L’Etoile nord-africaine naîtra de cette longue maturation en pays d’exil et portera les bases de l’édification du mouvement national algérien. C’est le premier cycle des luttes pour la libération du peuple algérien. En effet, c’est bien à partir des années trente que va se déployer le mouvement politique revendiquant l’indépendance du pays à travers la naissance des partis, tels que le PPA-MTLD, l’UDMA et le Mouvement des oulémas. Evidemment, la réaction du pouvoir colonial ne s’est pas fait attendre : arrestation de militants, interdiction des réunions politiques et syndicales, censure et exil, furent le lot quotidien des animateurs de ce mouvement politique auquel s’ajoutera le grossier trucage des urnes.
Ni l’énorme sacrifice des Algériens pendant les deux guerres mondiales ni la tiédeur de certaines revendications plaidant non pour l’indépendance mais juste pour l’abolition du statut de l’indigénat et l’accès à la pleine citoyenneté française ne feront fléchir la volonté du pouvoir colonial de perpétuer les politiques de ségrégation raciste et de marginalisation des populations «indigènes».

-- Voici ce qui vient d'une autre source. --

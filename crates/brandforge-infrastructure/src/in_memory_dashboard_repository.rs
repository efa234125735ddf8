//! In-memory DashboardRepository implementation.

use crate::mock::MockBehavior;
use crate::sample_data;
use brandforge_core::brand::BrandRepository;
use brandforge_core::dashboard::{DashboardRepository, DashboardSummary};
use brandforge_core::error::Result;
use async_trait::async_trait;
use std::sync::Arc;

/// Dashboard provider combining the canned summary with the live brand
/// collection.
pub struct InMemoryDashboardRepository {
    brands: Arc<dyn BrandRepository>,
    behavior: MockBehavior,
}

impl InMemoryDashboardRepository {
    /// Creates a dashboard over the given brand provider.
    pub fn new(brands: Arc<dyn BrandRepository>) -> Self {
        Self::with_behavior(brands, MockBehavior::default())
    }

    /// Creates a dashboard with custom latency/failure behavior.
    pub fn with_behavior(brands: Arc<dyn BrandRepository>, behavior: MockBehavior) -> Self {
        Self { brands, behavior }
    }
}

#[async_trait]
impl DashboardRepository for InMemoryDashboardRepository {
    async fn summary(&self) -> Result<DashboardSummary> {
        self.behavior.simulate("dashboard summary").await?;

        let mut summary = sample_data::dashboard();
        summary.stats.total_brands = self.brands.list().await?.len();
        Ok(summary)
    }
}

#[cfg(test)]
mod tests {
    use super::*;
    use crate::in_memory_brand_repository::InMemoryBrandRepository;
    use brandforge_core::brand::NewBrand;

    #[tokio::test]
    async fn test_summary_reflects_live_brand_count() {
        let brands = Arc::new(InMemoryBrandRepository::with_behavior(
            MockBehavior::instant(),
        ));
        let dashboard =
            InMemoryDashboardRepository::with_behavior(brands.clone(), MockBehavior::instant());

        let summary = dashboard.summary().await.unwrap();
        assert_eq!(summary.stats.total_brands, 2);
        assert_eq!(summary.recent_activity.len(), 4);
        assert_eq!(summary.upcoming_tasks.len(), 3);

        brands
            .create(NewBrand {
                name: "Acme".to_string(),
                ..Default::default()
            })
            .await
            .unwrap();

        let summary = dashboard.summary().await.unwrap();
        assert_eq!(summary.stats.total_brands, 3);
    }
}
//! Wizard session entity.

use crate::draft::DraftStore;
use serde::{Deserialize, Serialize};

/// A single run through the brand strategy wizard.
///
/// A session owns the draft store (and through it the active step index).
/// Exactly one session is active per user interaction at a time; there is
/// no concurrent-session model.
#[derive(Debug)]
pub struct WizardSession {
    /// Unique session identifier (UUID format)
    pub id: String,
    /// Timestamp when the session was created (ISO 8601 format)
    pub created_at: String,
    /// Timestamp when the session was last updated (ISO 8601 format)
    pub updated_at: String,
    /// Draft document plus persisted step index
    pub store: DraftStore,
}

impl WizardSession {
    /// Creates a fresh session with an empty draft at the first step.
    pub fn new() -> Self {
        let now = chrono::Utc::now().to_rfc3339();
        Self {
            id: uuid::Uuid::new_v4().to_string(),
            created_at: now.clone(),
            updated_at: now,
            store: DraftStore::new(),
        }
    }

    /// Marks the session as updated now.
    pub fn touch(&mut self) {
        self.updated_at = chrono::Utc::now().to_rfc3339();
    }

    /// Discards the draft and starts the session over under a new identity.
    ///
    /// The previous draft is unrecoverable after this call.
    pub fn reset(&mut self) {
        self.id = uuid::Uuid::new_v4().to_string();
        self.store.reset();
        self.touch();
    }

    /// A serializable snapshot of the session for display layers.
    pub fn summary(&self) -> SessionSummary {
        SessionSummary {
            id: self.id.clone(),
            created_at: self.created_at.clone(),
            updated_at: self.updated_at.clone(),
            active_step_index: self.store.navigator().active_index(),
        }
    }
}

impl Default for WizardSession {
    fn default() -> Self {
        Self::new()
    }
}

/// Read-only session metadata.
#[derive(Debug, Clone, PartialEq, Serialize, Deserialize)]
#[serde(rename_all = "camelCase")]
pub struct SessionSummary {
    pub id: String,
    pub created_at: String,
    pub updated_at: String,
    pub active_step_index: usize,
}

Un événement majeur et tristement célèbre va cependant constituer un important facteur d’accélération de l’Histoire : il s’agit bien sûr des manifestations populaires du 8 Mai 1945 à Sétif : une manifestation pacifique organisée au lendemain de la victoire des alliés contre les nazis, victoire pour laquelle sont morts des milliers de jeunes algériens, sera violemment réprimée par les autorités militaires françaises faisant des milliers de morts civils.
Cette horreur a eu pour heureuse conséquence de convaincre les Algériens que toute solution politique pacifique à la question algérienne est impossible au regard de la volonté irascible des colons de maintenir par le feu et le sang le statut colonial. C’est ainsi que naîtra l’Organisation spéciale (OS) au sein du MTLD, érigée en préparation de la lutte armée.
Bien sûr, les manifestations de Sétif ne sont par l’unique moteur du déclenchement de la lutte armée, mais force est de reconnaître que d’une part le peuple algérien a montré à cette occasion une grande maturité politique, une volonté indiscutable d’en finir avec la statut de colonisé et envoyé un message clair aux partis politiques : le chemin de l’indépendance passera nécessairement par le sang et le feu, nous ne croyons plus à la négociation avec le pouvoir colonial et sommes prêts à consentir tous les sacrifices pour regagner notre liberté et notre dignité. Dès lors la guerre s’imposera à tous et la poignée de braves qui vont la déclencher y sont allé avec la certitude que le peuple ne va pas seulement soutenir l’action armée, il va s’y fondre. Beaucoup a été écrit sur la guerre d’indépendance.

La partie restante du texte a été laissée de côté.